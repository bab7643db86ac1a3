// Copyright (c) 2026 The podlabeler authors
// SPDX-License-Identifier: MIT

use anyhow::Result;
use axum::http::StatusCode;
use axum::response::{IntoResponse, Response};
use axum::routing::get;
use axum::Router;
use clap::{Parser, ValueEnum};
use futures::StreamExt;
use k8s_openapi::api::core::v1::Pod;
use kube::{
    runtime::{controller::Action, watcher::Config, Controller},
    Api, Client, ResourceExt,
};
use podlabeler::constants::{
    ERROR_REQUEUE_DURATION_SECS, METRICS_SERVER_BIND_ADDRESS, METRICS_SERVER_PATH,
    METRICS_SERVER_PORT, TOKIO_WORKER_THREADS,
};
use podlabeler::errors::ReconcileError;
use podlabeler::metrics::{gather_metrics, record_reconciliation, record_requeue};
use podlabeler::reconcilers::{reconcile_pod, Convergence};
use podlabeler::store::KubeStore;
use std::net::SocketAddr;
use std::sync::Arc;
use std::time::{Duration, Instant};
use tracing::{debug, error, info};

/// Output format for log events.
#[derive(Clone, Copy, Debug, ValueEnum)]
enum LogFormat {
    /// Human-readable single-line output
    Text,
    /// Structured JSON output
    Json,
}

/// Label projection operator for Kubernetes Pods.
#[derive(Debug, Parser)]
#[command(name = "podlabeler", version, about)]
struct Args {
    /// Log output format
    #[arg(long, env = "RUST_LOG_FORMAT", default_value = "text")]
    log_format: LogFormat,

    /// Bind address for the Prometheus metrics endpoint
    #[arg(long, default_value_t = format!("{METRICS_SERVER_BIND_ADDRESS}:{METRICS_SERVER_PORT}"))]
    metrics_addr: String,
}

fn main() -> Result<()> {
    let args = Args::parse();

    // Build Tokio runtime with custom thread names
    let runtime = tokio::runtime::Builder::new_multi_thread()
        .worker_threads(TOKIO_WORKER_THREADS)
        .thread_name("podlabeler-controller")
        .enable_all()
        .build()?;

    runtime.block_on(async_main(args))
}

async fn async_main(args: Args) -> Result<()> {
    // Respects RUST_LOG environment variable if set, otherwise defaults to
    // INFO level. Example: RUST_LOG=debug podlabeler
    let env_filter = tracing_subscriber::EnvFilter::try_from_default_env()
        .unwrap_or_else(|_| tracing_subscriber::EnvFilter::new("info"));

    match args.log_format {
        LogFormat::Json => {
            tracing_subscriber::fmt()
                .with_env_filter(env_filter)
                .with_file(true)
                .with_line_number(true)
                .with_thread_names(true)
                .with_target(false)
                .json()
                .init();
        }
        LogFormat::Text => {
            tracing_subscriber::fmt()
                .with_env_filter(env_filter)
                .with_file(true)
                .with_line_number(true)
                .with_thread_names(true)
                .with_target(false)
                .with_ansi(true)
                .compact()
                .init();
        }
    }

    info!("Starting podlabeler operator");

    let metrics_addr: SocketAddr = args.metrics_addr.parse()?;

    debug!("Initializing Kubernetes client");
    let client = Client::try_default().await?;
    debug!("Kubernetes client initialized successfully");

    let store = Arc::new(KubeStore::new(client.clone()));

    tokio::select! {
        result = run_pod_controller(client, store) => {
            info!("Pod controller exited");
            result
        }
        result = serve_metrics(metrics_addr) => {
            error!("CRITICAL: metrics server exited unexpectedly: {:?}", result);
            result?;
            anyhow::bail!("metrics server exited unexpectedly without error")
        }
    }
}

/// Run the Pod controller until shutdown is signalled.
async fn run_pod_controller(client: Client, store: Arc<KubeStore>) -> Result<()> {
    info!("Starting Pod controller");

    let api = Api::<Pod>::all(client);

    Controller::new(api, Config::default())
        .shutdown_on_signal()
        .run(reconcile_pod_wrapper, error_policy, store)
        .for_each(|_| futures::future::ready(()))
        .await;

    Ok(())
}

async fn reconcile_pod_wrapper(
    pod: Arc<Pod>,
    store: Arc<KubeStore>,
) -> Result<Action, ReconcileError> {
    let namespace = pod.namespace().unwrap_or_default();
    let name = pod.name_any();
    let started = Instant::now();

    match reconcile_pod(store.as_ref(), &namespace, &name).await {
        Ok(outcome) => {
            record_reconciliation(outcome.as_str(), started.elapsed());
            Ok(action_for(outcome))
        }
        Err(err) => {
            record_reconciliation("error", started.elapsed());
            Err(err)
        }
    }
}

/// Map a pass outcome to the scheduler directive.
///
/// A conflict means another writer won the race: requeue immediately so the
/// next pass re-reads and recomputes. Everything else needs no requeue for
/// this cause; the watch stream delivers the next level change.
fn action_for(outcome: Convergence) -> Action {
    match outcome {
        Convergence::Conflict => {
            record_requeue("conflict");
            Action::requeue(Duration::ZERO)
        }
        Convergence::Converged | Convergence::Unchanged | Convergence::Stale => {
            Action::await_change()
        }
    }
}

/// Error policy for the Pod controller.
///
/// Only transient store failures and invariant violations reach this point;
/// expected races (not-found, conflict) are directives, not errors.
#[allow(clippy::needless_pass_by_value)] // Signature required by kube::runtime::Controller
fn error_policy(pod: Arc<Pod>, err: &ReconcileError, _store: Arc<KubeStore>) -> Action {
    record_requeue("error");
    error!(
        namespace = %pod.namespace().unwrap_or_default(),
        pod = %pod.name_any(),
        error = %err,
        "Reconciliation failed - will retry in {}s",
        ERROR_REQUEUE_DURATION_SECS
    );
    Action::requeue(Duration::from_secs(ERROR_REQUEUE_DURATION_SECS))
}

/// Serve Prometheus metrics over HTTP.
async fn serve_metrics(addr: SocketAddr) -> Result<()> {
    let app = Router::new().route(METRICS_SERVER_PATH, get(metrics_handler));
    let listener = tokio::net::TcpListener::bind(addr).await?;
    info!(%addr, "Serving metrics");
    axum::serve(listener, app).await?;
    Ok(())
}

async fn metrics_handler() -> Response {
    match gather_metrics() {
        Ok(body) => (StatusCode::OK, body).into_response(),
        Err(err) => (
            StatusCode::INTERNAL_SERVER_ERROR,
            format!("failed to encode metrics: {err}"),
        )
            .into_response(),
    }
}
use std::time::Duration;

use crate::operation::OperationKind;

/// Identifier assigned to an operation when it is accepted. Stamped on every
/// event so consumers can tell concurrent operations apart.
pub type OperationId = u64;

/// One trimmed, non-empty line of tool output.
#[derive(Debug, Clone, PartialEq, Eq)]
pub struct OutputEvent {
    pub operation: OperationId,
    pub line: String,
}

/// How an operation ended, as reported on the event stream.
#[derive(Debug, Clone, Copy, PartialEq, Eq)]
pub enum OperationStatus {
    Succeeded,
    Failed,
    Cancelled,
}

/// Events emitted by the orchestrator while an operation runs.
///
/// These decouple execution from presentation: the CLI progress bar, a JSON
/// logger or a test all consume the same stream. Within one operation events
/// arrive in emission order and `OperationFinished` is always last.
#[derive(Debug, Clone)]
pub enum Event {
    /// The operation was accepted and its plan has `steps` steps.
    OperationStarted {
        id: OperationId,
        kind: OperationKind,
        steps: usize,
    },
    /// Step `index` (zero-based) of `total` is about to launch.
    StepStarted {
        id: OperationId,
        index: usize,
        total: usize,
        label: String,
    },
    StepFinished {
        id: OperationId,
        index: usize,
        success: bool,
        duration: Duration,
    },
    /// A raw line of output from the running tool.
    Output(OutputEvent),
    /// A transcript line produced by the orchestrator itself.
    Info { id: OperationId, message: String },
    /// Overall progress in [0, 1]. Never decreases within one operation.
    Progress { id: OperationId, value: f64 },
    /// Something went wrong that does not fail the operation.
    Warning { id: OperationId, message: String },
    /// Terminal event. `message` carries the failure description.
    OperationFinished {
        id: OperationId,
        status: OperationStatus,
        message: Option<String>,
        duration: Duration,
    },
}

impl Event {
    /// The operation this event belongs to.
    pub fn operation(&self) -> OperationId {
        match self {
            Event::OperationStarted { id, .. }
            | Event::StepStarted { id, .. }
            | Event::StepFinished { id, .. }
            | Event::Info { id, .. }
            | Event::Progress { id, .. }
            | Event::Warning { id, .. }
            | Event::OperationFinished { id, .. } => *id,
            Event::Output(output) => output.operation,
        }
    }
}
use anyhow::Result;
use clap::Args;
use colored::Colorize;

use dupe_core::config::DupeConfig;
use dupe_core::operation::OperationRequest;

use crate::cli::Verbosity;

/// Arguments for the `clone` command
#[derive(Args, Debug)]
pub struct CloneArgs {
    /// Source disk (e.g. /dev/disk2) or disk image file to restore from
    pub source: String,

    /// Target disk. Everything on it is erased.
    pub target: String,

    /// Skip confirmation prompt
    #[arg(short, long)]
    pub yes: bool,
}

/// Restore a disk or image onto a target disk
pub async fn run(config: &DupeConfig, args: CloneArgs, verbosity: Verbosity) -> Result<()> {
    let request = OperationRequest::clone_disk(&args.source, &args.target);
    request.validate()?;

    if !args.yes {
        print!(
            "\n{} All data on {} will be erased. Clone {} onto it? [y/N] ",
            "CONFIRM:".yellow(),
            args.target.bold(),
            args.source.bold()
        );
        std::io::Write::flush(&mut std::io::stdout())?;

        let mut input = String::new();
        std::io::BufRead::read_line(&mut std::io::stdin().lock(), &mut input)?;
        if !is_confirmation(&input) {
            println!("{}", "Aborted.".yellow());
            return Ok(());
        }
    }

    super::run_operation(config, request, verbosity).await
}

fn is_confirmation(input: &str) -> bool {
    let input = input.trim().to_lowercase();
    input == "y" || input == "yes"
}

• • • • • • •

## AIM OF THE EXERCISE
Look over the data above and show each line that contains "ValueEnum".

## ANSWER TO THIS PROBLEM
use clap::{Parser, ValueEnum};
#[derive(Clone, Copy, Debug, ValueEnum)]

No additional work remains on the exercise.